The city of Austin's Bright Green Future Grants program, an initiative of the Office of Sustainability, surpassed $1 million in funds distributed since its inception in 2012. The landmark was announced in a city press release Wednesday.
This landmark achievement demonstrates the program's commitment to fostering environmental education
Initiated with the vision of inspiring young environmental stewards among K-12 students in the Austin area, the program has grown from its first three projects to 555 of them, involving an estimated 140,000 students. The program’s expansion was made possible through collaboration among community nonprofit partners and various city departments, including the Office of Sustainability, Austin Resource Recovery, the Austin Transportation Department, Austin Water, the Urban Forestry Program of the Development Services Department, and the Watershed Protection Department
“This program’s remarkable achievement illustrates what we often say in sustainability — that each small action adds up to a big impact,” said the city's Zach Baumer. “We are immensely proud of this program and the role it has played for more than a decade in fostering environmental education and climate action in local schools.”
The grants fund a variety of school campus-based projects, including composting systems, rainwater harvesting, organic gardens, rain gardens, bicycle academies, and wildlife habitats. The $1 million milestone was reached with the announcement of funded projects for the 2023-24 school year, detailed below.
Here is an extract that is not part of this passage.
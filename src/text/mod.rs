//! Text folding shared by the link classifier and the metadata extractor.

mod normalizer;

pub use normalizer::{contains_phrase, contains_token_sequence, normalize, tokens};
Funded Projects for the 2023-24 School Year
The program will fund 51 student-led sustainability projects across 43 schools this year, which are expected to benefit approximately 12,000 students. Over half of the schools receiving a grant qualify for Title 1 funding, which include a larger percentage of students from low-income families. These projects will offer hands-on learning opportunities, make school campuses greener, and provide tangible benefits to surrounding neighborhoods.
The Office of Sustainability received 113 applications from 57 schools. Projects were selected from every Austin City Council District, representing schools in Austin ISD, Leander ISD, Del Valle ISD, and several private schools. Each grantee will receive up to $3,000 to implement their project. The following projects were awarded funding through a competitive process:
Students will connect with nature and breathe fresh air in outdoor classrooms at Govalle, Blackshear, Casey, Joslin, Linder, Oak Hill, Overton, Pleasant Hill, Reilly, Rodriguez, St. Elmo, Travis Heights, and Zavala Elementary Schools, Uphaus Early Childhood Center, Garza High School, and Los Amiguitos Immersion, Nature and Community School.
Bicycle clubs will teach students how to safely ride bikes at Allison, Harris, Hart, Houston, Langford, Oak Springs, Ortega, Overton, Perez, Reilly, Rodriguez, Sanchez, and St. Elmo Elementary Schools, and Marshall Middle School.
Rain garden projects at Kocurek Elementary School, Whole Life Learning Center, Western Oaks Montessori, and the Ivy Brook Academy will help conserve water, provide native plant education, and minimize soil erosion.
School gardens at Dawson and Hillcrest Elementary Schools, Summit Christian Academy, Ann Richards School, Bailey Middle School, Cardinal Point Learning Center, St. Louis Catholic School, and Stephen F. Austin High School will help students learn how to grow healthy food.
Brentwood, Sunset Valley, Newton Collins, and Zavala Elementary Schools, and Summit Christian Academy will plant wildlife gardens that provide habitat for native pollinators and birds.
Students at Magnolia Montessori will create a recycling and composting program for students and their families.
Planting and caring for trees at Blackshear Elementary School and Vandegrift High School will help students appreciate and understand the vital role of trees in our environment.
- Ivy Brook Academy will educate students and community members about the benefits of energy conservation.